The Outback Way - Australia's Longest Shortcut


Many visitors to central Australia assume that the inland is flat, arid and lacking vegetation or appeal.  When in fact the Outback Way passes through a wide range of landscapes including arid and semi-arid deserts, gorges, breakaways, mountain ranges, grasslands, mallee and mulga covered plains, giant salt lakes, seasonally wet channel country, rivers, creeks, billabongs, hilly woodlands, rolling desert dunes and majestic forests of desert oaks.  With this much diversity it is no surprise to find a variety of birds, reptiles and mammals making for an ever-changing view or experience just around the next corner!  

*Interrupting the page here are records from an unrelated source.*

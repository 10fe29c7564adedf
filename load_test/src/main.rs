use anyhow::Result;
use clap::Parser;

mod cli;
mod config;
mod metrics;
mod scenarios;
mod utils;

use cli::{Cli, Scenario};

#[tokio::main]
async fn main() -> Result<()> {
    // Parse command line arguments
    let cli = Cli::parse();

    // Initialize tracing
    let subscriber = tracing_subscriber::fmt()
        .with_max_level(if cli.run.verbose {
            tracing::Level::DEBUG
        } else {
            tracing::Level::INFO
        })
        .finish();
    tracing::subscriber::set_global_default(subscriber)?;

    tracing::info!("CRUD Swarm Load Test Starting...");
    tracing::info!("Host: {}", cli.run.host);
    tracing::info!("Profile: {}", cli.run.profile);

    let summary = match &cli.scenario {
        Scenario::Users => {
            tracing::info!("Running Users scenario");
            scenarios::users_api::run(&cli.run).await?
        }
        Scenario::Todos(args) => {
            tracing::info!("Running Todos scenario");
            tracing::info!("  Initial Todos: {}", args.initial_todos);
            scenarios::todos_api::run(&cli.run, args).await?
        }
    };

    tracing::info!(
        run_id = %summary.run_id,
        scenario = cli.scenario.name(),
        executed = summary.totals.executed,
        failed = summary.totals.failed,
        "Load test complete"
    );

    Ok(())
}
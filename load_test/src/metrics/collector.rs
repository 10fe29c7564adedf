//! Metrics collector - thread-safe outcome aggregation with latency tracking

use super::types::{TaskMetrics, TestMetrics};
use chrono::{DateTime, Utc};
use crudswarm_core::{Outcome, OutcomeSink};
use hdrhistogram::Histogram;
use parking_lot::RwLock;
use serde::Serialize;
use std::collections::BTreeMap;
use std::sync::Arc;
use std::time::Instant;
use sysinfo::{CpuRefreshKind, MemoryRefreshKind, RefreshKind, System};

#[derive(Clone)]
pub struct MetricsCollector {
    metrics: Arc<RwLock<TestMetrics>>,
    task_latencies: Arc<RwLock<BTreeMap<String, Histogram<u64>>>>,
    total_latencies: Arc<RwLock<Histogram<u64>>>,
    system: Arc<RwLock<System>>,
    start_time: Instant,
    started_at: DateTime<Utc>,
}

// 3 significant digits of precision
fn new_histogram() -> Histogram<u64> {
    Histogram::new(3).expect("3 significant figures is a valid histogram precision")
}

impl MetricsCollector {
    pub fn new() -> Self {
        let system = System::new_with_specifics(
            RefreshKind::new()
                .with_cpu(CpuRefreshKind::everything())
                .with_memory(MemoryRefreshKind::everything()),
        );

        Self {
            metrics: Arc::new(RwLock::new(TestMetrics::default())),
            task_latencies: Arc::new(RwLock::new(BTreeMap::new())),
            total_latencies: Arc::new(RwLock::new(new_histogram())),
            system: Arc::new(RwLock::new(system)),
            start_time: Instant::now(),
            started_at: Utc::now(),
        }
    }

    pub fn task_succeeded(&self, task: &str, status: Option<u16>, duration_ms: u64) {
        let mut metrics = self.metrics.write();
        let entry = metrics.tasks.entry(task.to_string()).or_default();
        entry.executed += 1;
        entry.succeeded += 1;
        if let Some(status) = status {
            *entry.status_codes.entry(status).or_default() += 1;
        }
        drop(metrics);

        self.record_latency(task, duration_ms);
    }

    pub fn task_failed(&self, task: &str, status: Option<u16>, duration_ms: u64, error: &str) {
        let mut metrics = self.metrics.write();
        let entry = metrics.tasks.entry(task.to_string()).or_default();
        entry.executed += 1;
        entry.failed += 1;
        if let Some(status) = status {
            *entry.status_codes.entry(status).or_default() += 1;
        }
        entry.last_error = Some(error.to_string());
        drop(metrics);

        // Still record latency for failed requests
        self.record_latency(task, duration_ms);
    }

    fn record_latency(&self, task: &str, duration_ms: u64) {
        let mut latencies = self.task_latencies.write();
        let _ = latencies
            .entry(task.to_string())
            .or_insert_with(new_histogram)
            .record(duration_ms);
        drop(latencies);

        let _ = self.total_latencies.write().record(duration_ms);
    }

    /// Update system metrics (CPU, memory)
    pub fn update_system_metrics(&self) {
        let mut system = self.system.write();
        system.refresh_cpu_all();
        system.refresh_memory();

        let mut metrics = self.metrics.write();
        metrics.system.cpu_usage = system.global_cpu_usage();
        metrics.system.memory_used_mb = system.used_memory() / 1024 / 1024;
        metrics.system.memory_total_mb = system.total_memory() / 1024 / 1024;
    }

    pub fn get_snapshot(&self) -> TestMetrics {
        self.metrics.read().clone()
    }

    pub fn get_task_counts(&self, task: &str) -> TaskMetrics {
        self.metrics.read().task(task).cloned().unwrap_or_default()
    }

    /// Latency across every task
    pub fn get_latency_percentiles(&self) -> LatencyStats {
        LatencyStats::from_histogram(&self.total_latencies.read())
    }

    pub fn get_task_latency_percentiles(&self) -> BTreeMap<String, LatencyStats> {
        self.task_latencies
            .read()
            .iter()
            .map(|(task, hist)| (task.clone(), LatencyStats::from_histogram(hist)))
            .collect()
    }

    pub fn elapsed_seconds(&self) -> u64 {
        self.start_time.elapsed().as_secs()
    }

    pub fn elapsed_seconds_f64(&self) -> f64 {
        self.start_time.elapsed().as_secs_f64()
    }

    pub fn started_at(&self) -> DateTime<Utc> {
        self.started_at
    }
}

impl Default for MetricsCollector {
    fn default() -> Self {
        Self::new()
    }
}

impl OutcomeSink for MetricsCollector {
    fn record(&self, outcome: Outcome) {
        let duration_ms = outcome.duration.as_millis() as u64;
        if outcome.success {
            self.task_succeeded(&outcome.task, outcome.status_code, duration_ms);
        } else {
            let error = outcome.error.as_deref().unwrap_or("unknown error");
            self.task_failed(&outcome.task, outcome.status_code, duration_ms, error);
        }
    }

    fn user_started(&self, _user_id: usize) {
        let mut metrics = self.metrics.write();
        metrics.users.spawned += 1;
        metrics.users.active += 1;
    }

    fn user_stopped(&self, _user_id: usize) {
        let mut metrics = self.metrics.write();
        metrics.users.active = metrics.users.active.saturating_sub(1);
    }
}

#[derive(Debug, Clone, Default, Serialize)]
pub struct LatencyStats {
    pub min: u64,
    pub p50: u64,
    pub p95: u64,
    pub p99: u64,
    pub max: u64,
    pub mean: f64,
    pub count: u64,
}

impl LatencyStats {
    fn from_histogram(hist: &Histogram<u64>) -> Self {
        if hist.is_empty() {
            return LatencyStats::default();
        }
        LatencyStats {
            min: hist.min(),
            p50: hist.value_at_quantile(0.50),
            p95: hist.value_at_quantile(0.95),
            p99: hist.value_at_quantile(0.99),
            max: hist.max(),
            mean: hist.mean(),
            count: hist.len(),
        }
    }
}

And just when you begin to think the ‘sameness’ of scenery is endless travellers should stop and explore the subtle and dramatic diversity in even the smallest plants, insects and landscape features to reveal an amazingly different world to anything you’ve probably ever seen before!
Part of this is a result of the Outback Way passing through 10 of the 85 distinctive bio-geographic regions of Australia. Bioregions are large land areas composed of common characteristics of geology, landform, land-use, vegetation composition and pattern, climate and visual appearance. Distinctive ecosystems in each bioregion influence the variety of organisms that live in each distinctive part of the outback. The bioregions of the Outback Way include: (from west to east)  
  1. GVD  Great Victoria Desert
  2. GD  Gibson Desert
  3. CR  Central Ranges 
  4. GSD  Great Sandy Desert
  5. FIN  Finke
  6. MAC  MacDonnell Ranges
  7. BRT  Burt Plain
  8. SSD  Simpson Strzelecki Dunefields
  9. CHC  Channel Country
  10. MGD  Mitchell Grass Downs

Whereas scientists and agencies from the States, Territories and academic institutions use the bioregions framework as the basis for scientific studies and nature conservation planning, travellers along the Outback Way can explore the diversity of landscape and enjoy the wonder and beauty of the ever-changing natural environment.